Jenna Johnson – Higher Education Reporter/Blogger, The Washington Post
By Amanda Belo
When The Washington Post decided to reach out to a younger audience, it only seemed natural that they would look to a habitat abundant of youth: college. With digital technology being prevalent, particularly in the lives of Millennials, the Post’s Jenna Johnson’s involvement in the social media realm became more routine once she began covering the higher education beat as a reporter and blogger for Campus Overload.
“I didn’t start doing a lot of the social media until I started this job,” Johnson said. “Part of it was that two or three years ago, we knew we needed to incorporate what everyone had been talking about, as far as what we should be doing on the Web. Seeing as how I cover college students, it just seemed kind of logical that I be online.”
She added that social media fits the higher education beat better than most, which was key in deciding to launch Campus Overload.
Johnson had previously been a reporter on a variety of topics for the Post, from general assignment duties to Washington, D.C., courts and crime. In her current position, she enjoys being able to immerse herself in “student life culture” and continue to learn about things that interest her.
“I really like being on college campuses, sitting in on classes and talking to students,” she said. “I get to wear jeans to work and go to a cappella concerts and things like that. But just in general, the best part is that if anything ever captures my interest I can do a story about it. If I ever want to learn something, I just do a story on it.”
Dorm trends, mental health issues, freshman orientation and social media are just some of the collegiate-focused topics Johnson writes about. Recalling a story she wrote on teen moms’ struggles with going back to school, she tries to focus on issues outside of the classroom.
“The higher ed beat was a newer beat that was added to the paper with the goal of getting more young voices in; just to write about things that twenty-somethings and college students care about.”
Though Johnson spends a great deal of time online in her career, she proves herself to be an informed, multimedia journalist. She utilizes the most effective ways to communicate through social media, traditional and digital media coexisting and working together to engage audiences.

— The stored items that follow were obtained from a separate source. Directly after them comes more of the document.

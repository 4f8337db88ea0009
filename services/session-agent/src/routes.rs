//! HTTP surface over the session manager
//!
//! Thin adapter: every route forwards to one `SessionManager` operation.
//!
//! Endpoints:
//! - GET  /health          process health with the session phase
//! - GET  /metrics         Prometheus exposition
//! - GET  /session/state   observable session state (no bearer)
//! - GET  /session/status  diagnostic snapshot plus the pending login URL
//! - GET  /session/token   bearer token, escalating to login if needed
//! - POST /session/login   start an interactive login, returns the URL to open
//! - POST /session/logout  sign out
//! - POST /session/refresh discard the cached token and fetch a new one
//! - POST /session/clear   wipe all authentication state
//! - GET  /callback        redirect target registered with the authority

use std::sync::{Arc, Mutex, MutexGuard, PoisonError};
use std::time::Instant;

use axum::Router;
use axum::extract::{MatchedPath, RawQuery, Request, State};
use axum::http::StatusCode;
use axum::middleware::{self, Next};
use axum::response::{Html, IntoResponse, Response};
use axum::routing::{get, post};
use axum::Json;
use identity::OAuthProvider;
use metrics_exporter_prometheus::PrometheusHandle;
use serde_json::{Value, json};
use session::{AuthResult, Phase, SessionManager};
use tokio::task::JoinHandle;
use tracing::{debug, info};

use crate::error::ApiError;
use crate::user_agent::CallbackBroker;

const SIGNED_IN_PAGE: &str =
    "<!doctype html><title>Signed in</title><p>Sign-in complete. You can close this window.</p>";

type LoginTask = JoinHandle<session::Result<AuthResult>>;

/// Shared application state accessible from all handlers
#[derive(Clone)]
pub struct AppState {
    pub manager: Arc<SessionManager>,
    pub provider: Arc<OAuthProvider>,
    pub broker: Arc<CallbackBroker>,
    pub prometheus: PrometheusHandle,
    pub started_at: Instant,
    pending_login: Arc<Mutex<Option<LoginTask>>>,
}

impl AppState {
    pub fn new(
        manager: Arc<SessionManager>,
        provider: Arc<OAuthProvider>,
        broker: Arc<CallbackBroker>,
        prometheus: PrometheusHandle,
    ) -> Self {
        Self {
            manager,
            provider,
            broker,
            prometheus,
            started_at: Instant::now(),
            pending_login: Arc::new(Mutex::new(None)),
        }
    }

    fn pending_login(&self) -> MutexGuard<'_, Option<LoginTask>> {
        self.pending_login
            .lock()
            .unwrap_or_else(PoisonError::into_inner)
    }

    /// Drop the login still waiting in the background, releasing its
    /// interaction lock. A redirect login never finishes on its own.
    fn abort_pending_login(&self) {
        let task = self.pending_login().take();
        if let Some(task) = task
            && !task.is_finished()
        {
            debug!("aborting pending login task");
            task.abort();
        }
    }
}

/// Build the axum router with all routes and shared state.
pub fn build_router(state: AppState, max_connections: usize) -> Router {
    Router::new()
        .route("/health", get(health))
        .route("/metrics", get(metrics_handler))
        .route("/session/state", get(session_state))
        .route("/session/status", get(session_status))
        .route("/session/token", get(token))
        .route("/session/login", post(login))
        .route("/session/logout", post(logout))
        .route("/session/refresh", post(refresh))
        .route("/session/clear", post(clear))
        .route("/callback", get(callback))
        .route_layer(middleware::from_fn(track_requests))
        .layer(tower::limit::ConcurrencyLimitLayer::new(max_connections))
        .with_state(state)
}

async fn track_requests(request: Request, next: Next) -> Response {
    let route = request
        .extensions()
        .get::<MatchedPath>()
        .map(|path| path.as_str().to_owned());
    let response = next.run(request).await;
    if let Some(route) = route {
        crate::metrics::record_request(&route, response.status().as_u16());
    }
    response
}

/// 200 once the session has settled, 503 while it is uninitialized or failed.
async fn health(State(state): State<AppState>) -> impl IntoResponse {
    let phase = state.manager.phase();
    let settled = !matches!(
        phase,
        Phase::Uninitialized | Phase::Initializing | Phase::Error
    );
    let (status_code, status) = if settled {
        (StatusCode::OK, "healthy")
    } else {
        (StatusCode::SERVICE_UNAVAILABLE, "degraded")
    };
    (
        status_code,
        Json(json!({
            "status": status,
            "phase": phase.label(),
            "uptime_seconds": state.started_at.elapsed().as_secs(),
        })),
    )
}

async fn metrics_handler(State(state): State<AppState>) -> impl IntoResponse {
    (
        StatusCode::OK,
        [(
            axum::http::header::CONTENT_TYPE,
            "text/plain; version=0.0.4; charset=utf-8",
        )],
        state.prometheus.render(),
    )
}

async fn session_state(State(state): State<AppState>) -> Json<Value> {
    Json(state.manager.state().to_json())
}

async fn session_status(State(state): State<AppState>) -> Result<Json<Value>, ApiError> {
    let snapshot = state.manager.status().await;
    let mut body =
        serde_json::to_value(&snapshot).map_err(|e| ApiError::Internal(e.to_string()))?;
    if let Some(fields) = body.as_object_mut() {
        fields.insert("login_url".into(), json!(state.broker.current_url()));
    }
    Ok(Json(body))
}

fn token_body(token: &common::Secret<String>) -> Json<Value> {
    Json(json!({
        "access_token": token.expose(),
        "token_type": "Bearer",
    }))
}

async fn token(State(state): State<AppState>) -> Result<Json<Value>, ApiError> {
    let token = state.manager.get_access_token().await?;
    Ok(token_body(&token))
}

async fn refresh(State(state): State<AppState>) -> Result<Json<Value>, ApiError> {
    let token = state.manager.force_refresh_token().await?;
    Ok(token_body(&token))
}

/// Start an interactive login in the background and answer with the URL the
/// user has to open. If the login settles before a URL appears (rejected,
/// not initialized) that outcome is returned instead.
async fn login(State(state): State<AppState>) -> Result<Response, ApiError> {
    let mut urls = state.broker.subscribe_urls();
    urls.borrow_and_update();

    let manager = state.manager.clone();
    let mut task = tokio::spawn(async move { manager.login_interactive().await });

    let settled = tokio::select! {
        joined = &mut task => Some(joined),
        _ = urls.changed() => None,
    };

    match settled {
        Some(joined) => {
            let result = joined.map_err(|e| ApiError::Internal(e.to_string()))??;
            Ok(Json(json!({
                "status": "authenticated",
                "account_id": result.account.id,
            }))
            .into_response())
        }
        None => {
            let url = urls.borrow().clone();
            *state.pending_login() = Some(task);
            info!("interactive login started");
            Ok((
                StatusCode::ACCEPTED,
                Json(json!({
                    "status": "login_started",
                    "url": url,
                })),
            )
                .into_response())
        }
    }
}

async fn logout(State(state): State<AppState>) -> Result<Json<Value>, ApiError> {
    state.abort_pending_login();
    state.manager.logout().await?;
    Ok(Json(json!({ "status": "signed_out" })))
}

async fn clear(State(state): State<AppState>) -> Result<Json<Value>, ApiError> {
    state.abort_pending_login();
    state.manager.clear_authentication_state().await?;
    Ok(Json(json!({ "status": "cleared" })))
}

/// Authority redirect target. A callback whose `state` matches a waiting
/// login window completes it; anything else is a redirect login coming back.
async fn callback(
    State(state): State<AppState>,
    RawQuery(query): RawQuery,
) -> Result<Response, ApiError> {
    let Some(query) = query.filter(|q| !q.is_empty()) else {
        return Ok((StatusCode::BAD_REQUEST, "missing callback parameters").into_response());
    };

    if state.broker.deliver(&query) {
        return Ok(Html(SIGNED_IN_PAGE).into_response());
    }

    state
        .provider
        .deliver_redirect(&query)
        .await
        .map_err(session::Error::from)?;
    state.abort_pending_login();

    if state.manager.resume_redirect().await? {
        Ok(Html(SIGNED_IN_PAGE).into_response())
    } else {
        Ok((
            StatusCode::BAD_REQUEST,
            "no sign-in is waiting for this callback",
        )
            .into_response())
    }
}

“[Social media] is a lot more fun and light-hearted and interactive. I can be much more flip in a blog post than I would ever be on the pages of The Washington Post,” she explained. “When I talk to journalism classes, I tell them that the tone that you have for online writing is the tone you would use when having beers with your friends on a Saturday night. Whereas the tone you would have for the Sunday paper would be the same tone you would have if you were having brunch with your boyfriend’s parents. You could be talking about the same thing, but it’s just a lot more laid back,” Johnson explained.
Sometimes journalists make the mistake of not fully engaging with their audience once digital platforms are taken on. Johnson feels that maintaining social platforms is a huge task and responsibility, even just in terms of the amount of time spent on it.
Johnson tries to be as simple and personable as possible and will link to other news outlets through Twitter or Facebook, so that she is seen as more of an informant than someone who solely promotes her own work.
In news gathering, a blend of social media and conventional networking has been central for Johnson. “I use a mix of everything. I would say my best [story ideas] come from real people that I have gotten to know over time,” she said.
She also gets ideas from reading college newspapers and following its social platforms. Additionally, university communications staff has been instrumental in providing ideas. “They’ll post random things on Twitter and my Facebook page and send me stuff about things happening on their college’s campus. I feel like I have a larger network that I am getting story ideas from.”
Like many journalists, Johnson thinks that just because online journalism is here to stay, does not mean that traditional methods are going away.
“One doesn’t replace the other. I still have to go into classrooms. I still have to meet up with people for lunch. I still have to do interviews and write articles that are thought provoking. So we kind of think of it as things that complement each other,” she said. “The idea is to integrate them together so you don’t even think of them as two different things.”
Johnson said that e-mail is the best way to contact her, and that sending one message is fine. She “glances” at everything she receives.
“I don’t get a chance to answer every e-mail that I get, but I typically look at them. I know this is said a lot, but there is no need to call and check to see that I’ve gotten the e-mail, because I have.”
With the disclaimer of not sounding too harsh, there is the ever familiar pet peeve that affects so many journalists. She stressed the importance of PR professionals of knowing and targeting relevant media contacts that cover specific issues.
“The big thing is that I get hundreds and hundreds of e-mails a day and there are so many things that just don’t apply to anything that I have written,” Johnson said. “I get many pitches like ‘Will you write about our company?’ and I just want to say ‘Do you want to Google my name and see if I’ve ever written anything about a company before?’ I write about issues, not companies.”
Johnson is extremely receptive and appreciative to receive applicable pitches from PR professionals in higher education settings. “College PR staffs are really good, and part of it is they’re at college campuses with college kids. They know what’s actually going on.”
With Spring semester winding down, Johnson said she writes a lot about internships during the summer months, and in particular stories on problems facing interns.